Excerpt. © Reprinted by permission. All rights reserved.
On January 11, 2008, I was summoned to a ninety-minute government interrogation. My crime? As the publisher of Western Standard magazine, I had reprinted Danish cartoons depicting the Muslim prophet Mohammed to illustrate a news story. I was charged with the offence of “discrimination” and made to appear before Alberta’s Human Rights and Citizenship Commission (AHRCC) for questioning. As crazy as it sounds, I became the only person in the world to face legal sanction for printing those cartoons.
“In an investigation interview,” my interrogator, Shirlene McGovern, said, “I always ask people [their intent] … what was the intent and purpose of your article with the cartoon illustrations?” That one sentence summed up the commission’s illiberal nature. The idea that the government could haul in a publisher and force him to answer questions about his political beliefs didn’t seem extraordinary to this woman. Apparently, it was all in a day’s work.
And what was my intent and purpose? I’ve been asked that question a hundred times since I published the cartoons, and I always answer the same way: The images — and the reaction they caused — were newsworthy. As a magazine publisher, I am in the news business. My colleagues and I wanted to show our readers what the fuss was about. But when a government officer demanded to know why I’d dared publish the cartoons, that matter-of-fact answer just didn’t seem appropriate.

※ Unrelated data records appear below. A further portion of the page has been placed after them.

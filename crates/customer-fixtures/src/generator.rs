//! Per-record randomization.
//!
//! Produces one [`CustomerRecord`] from a zero-based index, a caller-owned
//! random source and a clock. Identity values depend only on the index; all
//! other values are fresh draws, so seeding the random source and fixing the
//! clock makes the output reproducible.

use chrono::TimeDelta;
use mockable::Clock;
use rand::Rng;

use crate::pools::{CITIES, CONSUMPTION_TIERS, FIRST_NAMES, LAST_NAMES, STREET_SUFFIXES, STREETS};
use crate::record::{
    Address, Billing, CustomerRecord, Identity, PhoneNumber, PhoneNumbers, SocialId, ZipCode,
};

/// Customer number assigned to index zero.
pub const BASE_CUSTOMER_ID: u64 = 6;

/// Site number assigned to index zero.
pub const BASE_SITE_ID: u64 = 9;

/// Metering object number assigned to index zero.
pub const BASE_OBJECT_ID: i64 = 735_999_756_427_205_424;

/// Domain of every generated e-mail address.
pub const EMAIL_DOMAIN: &str = "zavann.net";

/// Youngest customer age in days (about 20 years).
const MIN_AGE_DAYS: i64 = 7300;

/// Exclusive upper bound on customer age in days (about 70 years).
const MAX_AGE_DAYS: i64 = 25_550;

/// Meter reading multiplier, upper bound exclusive.
const MIN_READING_MULTIPLIER: u32 = 2;
const MAX_READING_MULTIPLIER: u32 = 6;

/// Returns the identity values for `index`.
///
/// # Example
///
/// ```
/// use customer_fixtures::identity_for_index;
///
/// let identity = identity_for_index(0);
/// assert_eq!(identity.customer_id, 6);
/// assert_eq!(identity.site_id, 9);
/// assert_eq!(identity.object_id, 735_999_756_427_205_424);
/// ```
#[must_use]
pub fn identity_for_index(index: u32) -> Identity {
    Identity {
        customer_id: BASE_CUSTOMER_ID + u64::from(index),
        site_id: BASE_SITE_ID + u64::from(index),
        object_id: BASE_OBJECT_ID + i64::from(index),
    }
}

/// Returns the contact e-mail for a name pair at `index`.
///
/// Embedding the index keeps addresses unique when names repeat.
#[must_use]
pub fn email_for(first_name: &str, last_name: &str, index: u32) -> String {
    format!(
        "{}.{}{index}@{EMAIL_DOMAIN}",
        first_name.to_lowercase(),
        last_name.to_lowercase()
    )
}

/// Generates the customer at `index`.
///
/// Values are drawn in a fixed order (names, address, birth date, phones,
/// billing) so a seeded random source always yields the same record. The
/// clock is read once; the birth date and every timestamp field derive from
/// that reading.
///
/// # Example
///
/// ```
/// use customer_fixtures::generate_customer;
/// use mockable::DefaultClock;
/// use rand::SeedableRng;
/// use rand_chacha::ChaCha8Rng;
///
/// let mut rng = ChaCha8Rng::seed_from_u64(42);
/// let record = generate_customer(3, &mut rng, &DefaultClock);
///
/// assert_eq!(record.identity.customer_id, 9);
/// assert!(record.email.ends_with("3@zavann.net"));
/// ```
pub fn generate_customer<R>(index: u32, rng: &mut R, clock: &dyn Clock) -> CustomerRecord
where
    R: Rng + ?Sized,
{
    let now = clock.local();
    let first_name = *FIRST_NAMES.pick(rng);
    let last_name = *LAST_NAMES.pick(rng);

    let address = draw_address(rng);

    let age_days = rng.random_range(MIN_AGE_DAYS..MAX_AGE_DAYS);
    let birth_date = now.date_naive() - TimeDelta::days(age_days);
    let social_id = SocialId {
        birth_date,
        serial: rng.random_range(1000..=9999),
    };

    let identity = identity_for_index(index);

    let phones = PhoneNumbers {
        day: draw_phone(rng),
        home: draw_phone(rng),
        cell: draw_phone(rng),
    };
    let email = email_for(first_name, last_name, index);

    let consumption = *CONSUMPTION_TIERS.pick(rng);
    let multiplier = rng.random_range(MIN_READING_MULTIPLIER..MAX_READING_MULTIPLIER);
    let billing = Billing {
        consumption,
        latest_reading: consumption * multiplier,
    };

    CustomerRecord {
        index,
        identity,
        first_name,
        last_name,
        address,
        social_id,
        phones,
        email,
        billing,
        created_at: now.naive_local(),
    }
}

fn draw_address<R>(rng: &mut R) -> Address
where
    R: Rng + ?Sized,
{
    let street_name = *STREETS.pick(rng);
    let street_number = rng.random_range(1..=200);
    let suffix = *STREET_SUFFIXES.pick(rng);
    let city = *CITIES.pick(rng);
    let zip_code = ZipCode {
        area: rng.random_range(100..=999),
        district: rng.random_range(10..=99),
    };

    Address {
        street_name,
        street_number,
        suffix,
        zip_code,
        city,
    }
}

fn draw_phone<R>(rng: &mut R) -> PhoneNumber
where
    R: Rng + ?Sized,
{
    PhoneNumber {
        area_code: rng.random_range(10..=99),
        subscriber: rng.random_range(10_000_000..=99_999_999),
    }
}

“We published those cartoons for the intention and purpose of exercising our inalienable rights,” I declared, my political passions getting the better of my good manners, “to publish whatever the hell we want, no matter what the hell you think.”
I recorded the interrogation, and when it was over, I went straight home to upload the footage to YouTube, the Internet video-sharing site. I was proud that I’d stood up for free speech, and I wanted some of my friends and supporters to hear what I’d said.
The videos spread like wildfire. Over the next two days, more than one hundred thousand people watched them — making my interview the fifth most watched video clip on the entire Internet that weekend. No one had ever seen a government bureaucrat grill a journalist about his private thoughts — at least not in a free country such as Canada.
In all, more than six hundred thousand people have watched my January 11 investigation interview. My battle with Canada’s human rights commissions — which has since been joined by Mark Steyn, Maclean’s magazine, and legions of bloggers — has grown bigger than I could ever have imagined.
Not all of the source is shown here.